HARARE - Legendary Zimbabwean hip-hop pioneer Shingirayi Sabeta, better known as Mau Mau, says Zim hip-hop will continue to play second fiddle to Zimdancehall until it becomes more accessible.
The veteran Rusape-born star, who is now a born-again Christian determined to use hip-hop music as a form of Christian ministry, praised Zimdancehall for coming up with a winning formula.
“Zimdancehall is more organised than hip-hop. I think these guys (the Zimdancehall singers) got together and they realised that together they could do more so they started doing shows using the same producers,” the 44-year-old rap star told the Daily News.
“It wasn’t so much about I’m better than you, it was about let’s make this thing happen.

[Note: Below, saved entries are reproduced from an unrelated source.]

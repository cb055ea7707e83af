//! Merge rules for re-extracted entities and relationships
//!
//! Both the store (inside a chunk's transaction) and the in-chunk dedup pass
//! go through these functions, so stored state only changes one way.

use super::edge::Relationship;
use super::node::{ChunkId, Entity, EntityId, Properties};
use chrono::Utc;
use serde::{Deserialize, Serialize};
use std::collections::{BTreeMap, BTreeSet};

/// Default corroboration increment
pub const DEFAULT_REINFORCEMENT_BONUS: f64 = 0.05;

/// Clamp a confidence into [0, 1]; NaN becomes 0
pub fn clamp_confidence(value: f64) -> f64 {
    if value.is_nan() {
        0.0
    } else {
        value.clamp(0.0, 1.0)
    }
}

/// How confidence evolves when an identity is seen again
#[derive(Debug, Clone, Copy, PartialEq, Eq, Default, Serialize, Deserialize)]
#[serde(rename_all = "snake_case")]
pub enum ConfidencePolicy {
    /// Corroboration by a new chunk adds the bonus to the stored value.
    /// The raw re-extracted confidence never overwrites it.
    #[default]
    Additive,
    /// Corroboration takes the higher of stored/extracted, then adds the bonus.
    MaxPlusBonus,
}

/// Tunable merge behavior
#[derive(Debug, Clone, Copy, PartialEq, Serialize, Deserialize)]
pub struct MergePolicy {
    pub reinforcement_bonus: f64,
    pub confidence: ConfidencePolicy,
}

impl Default for MergePolicy {
    fn default() -> Self {
        Self {
            reinforcement_bonus: DEFAULT_REINFORCEMENT_BONUS,
            confidence: ConfidencePolicy::default(),
        }
    }
}

impl MergePolicy {
    /// Confidence after merging `extracted` into `stored`.
    ///
    /// `corroborated` is true when the incoming evidence comes from at least
    /// one chunk not already in the element's provenance.
    pub fn merged_confidence(&self, stored: f64, extracted: f64, corroborated: bool) -> f64 {
        let stored = clamp_confidence(stored);
        let extracted = clamp_confidence(extracted);
        let merged = match (self.confidence, corroborated) {
            (ConfidencePolicy::Additive, true) => stored + self.reinforcement_bonus,
            (ConfidencePolicy::Additive, false) => stored,
            (ConfidencePolicy::MaxPlusBonus, true) => {
                stored.max(extracted) + self.reinforcement_bonus
            }
            (ConfidencePolicy::MaxPlusBonus, false) => stored.max(extracted),
        };
        clamp_confidence(merged)
    }
}

fn is_corroborated(stored: &BTreeSet<String>, incoming: &BTreeSet<String>) -> bool {
    incoming.iter().any(|chunk| !stored.contains(chunk))
}

fn merge_properties(stored: &mut Properties, incoming: &Properties) {
    for (key, value) in incoming {
        stored.insert(key.clone(), value.clone());
    }
}

/// Keep the longer description; never shorten
fn merge_description(stored: &mut Option<String>, incoming: &Option<String>) {
    if let Some(new) = incoming {
        let longer = stored
            .as_ref()
            .map(|old| new.chars().count() > old.chars().count())
            .unwrap_or(true);
        if longer {
            *stored = Some(new.clone());
        }
    }
}

/// Merge a freshly extracted entity into the stored one
pub fn merge_entity(stored: &mut Entity, incoming: &Entity, policy: &MergePolicy) {
    let corroborated = is_corroborated(&stored.source_chunk_ids, &incoming.source_chunk_ids);
    stored.confidence = policy.merged_confidence(stored.confidence, incoming.confidence, corroborated);
    stored
        .source_chunk_ids
        .extend(incoming.source_chunk_ids.iter().cloned());
    merge_properties(&mut stored.properties, &incoming.properties);
    merge_description(&mut stored.description, &incoming.description);
    if corroborated {
        stored.source_collection = incoming.source_collection.clone();
    }
    stored.updated_at = Utc::now();
}

/// Merge a freshly extracted relationship into the stored one
pub fn merge_relationship(stored: &mut Relationship, incoming: &Relationship, policy: &MergePolicy) {
    let corroborated = is_corroborated(&stored.source_chunk_ids, &incoming.source_chunk_ids);
    stored.confidence = policy.merged_confidence(stored.confidence, incoming.confidence, corroborated);
    stored
        .source_chunk_ids
        .extend(incoming.source_chunk_ids.iter().cloned());
    merge_properties(&mut stored.properties, &incoming.properties);
    if corroborated {
        stored.source_collection = incoming.source_collection.clone();
    }
    stored.updated_at = Utc::now();
}

/// Everything one chunk contributes, committed as a single unit
#[derive(Debug, Clone, Default)]
pub struct ChunkCommit {
    pub collection: String,
    pub chunk_id: ChunkId,
    /// Upserted first
    pub entities: Vec<Entity>,
    /// Upserted after all entities; endpoints must exist in the store or in `entities`
    pub relationships: Vec<Relationship>,
    /// Entities named only as a relationship endpoint, with no type evidence.
    /// The store binds them to an existing typed entity with the same key.
    pub untyped: BTreeSet<EntityId>,
}

impl ChunkCommit {
    pub fn new(collection: impl Into<String>, chunk_id: impl Into<ChunkId>) -> Self {
        Self {
            collection: collection.into(),
            chunk_id: chunk_id.into(),
            entities: Vec::new(),
            relationships: Vec::new(),
            untyped: BTreeSet::new(),
        }
    }

    pub fn is_empty(&self) -> bool {
        self.entities.is_empty() && self.relationships.is_empty()
    }

    /// Collapse repeated mentions of one identity within this chunk.
    ///
    /// Repeats inside a single chunk are not corroboration: the highest
    /// confidence wins and no bonus is applied.
    pub fn fold_duplicates(mut self) -> Self {
        let mut entities: BTreeMap<_, Entity> = BTreeMap::new();
        let mut order = Vec::new();
        for entity in self.entities.drain(..) {
            match entities.get_mut(&entity.id) {
                Some(existing) => {
                    existing.confidence = existing.confidence.max(entity.confidence);
                    merge_properties(&mut existing.properties, &entity.properties);
                    merge_description(&mut existing.description, &entity.description);
                }
                None => {
                    order.push(entity.id);
                    entities.insert(entity.id, entity);
                }
            }
        }
        self.entities = order
            .iter()
            .filter_map(|id| entities.remove(id))
            .collect();

        let mut relationships: BTreeMap<_, Relationship> = BTreeMap::new();
        let mut order = Vec::new();
        for rel in self.relationships.drain(..) {
            match relationships.get_mut(&rel.id) {
                Some(existing) => {
                    existing.confidence = existing.confidence.max(rel.confidence);
                    merge_properties(&mut existing.properties, &rel.properties);
                }
                None => {
                    order.push(rel.id);
                    relationships.insert(rel.id, rel);
                }
            }
        }
        self.relationships = order
            .iter()
            .filter_map(|id| relationships.remove(id))
            .collect();
        self
    }
}
//! Storage backends for chunkgraph
//!
//! The pipeline and query layers only see the `GraphStore` trait.
//! The primary implementation is `SqliteStore` for persistent storage.

mod sqlite;
mod traits;

pub use sqlite::SqliteStore;
pub use traits::{CommitOutcome, GraphStats, GraphStore, OpenStore, StorageError, StorageResult};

“Zimdancehall currently has more fans than Zim hip-hop because Zimdancehall is driven by local languages.
“These guys are speaking township language that the fans understand so they (fans) find it easier to embrace it.”
Sabeta also attributed Zimdancehall’s rising to affordable concerts.
“Zimdancehall guys do youth shows that are cheaper and affordable to their fans, but at the same time give exposure to artistes.
“I think that’s what hip-hop has been lacking,” he said.
“We (Zim hip-hop artistes) haven’t had enough exposure of what we are doing.
“The Zimbabwean public don’t really know what is going on in Zim hip-hop.”
The hip-hop star, who has promised to release a new single next month, told the Daily News that he mostly sings in Shona.
“I sing mostly in Shona because I want my music to be accessible to everyone who hears it, particularly my own people,” he said.
“When you sing in English only you isolate your music and not everyone around you can appreciate it.
“As for me, I want little kids up to grandmothers to understand what I am talking about in my music.
“People enjoy listening to their language and that’s what I am trying to do with hip-hop.
“If Zim hip-hop artistes sing in English they should make sure it is authentic.”
The rapper is planning to launch his sixth album Damascus later this year.
“The album Damascus was supposed to be out already but due to some marketing issues we are not going to bring it out until August or September this year,” said Sabeta.
He said the forthcoming album is part of his efforts meant to use hip-hop as a vehicle of Christianity.
“I am not doing music to make money really; I am doing this because I feel like it’s something that God has asked me to do,” he said.
“As a Christian now the primary purpose of my music is to preach the gospel.
“If money comes from doing that great, if not God has blessed me with so many other talents and ways of making a living and providing so I’m not worried about that,” said the Ndamutswa singer.
The Zim hip-hop legend is famed for his mid-1990s hits Blackness that he did with the late Prince Tendai, his debut self-titled single Mau Mau, the classic 2000 debut album, M’fecane, Coup d’etat in 2001, Aluta Continua in 2006 and two collaborative albums under Super Magamba in 2009 and 2010.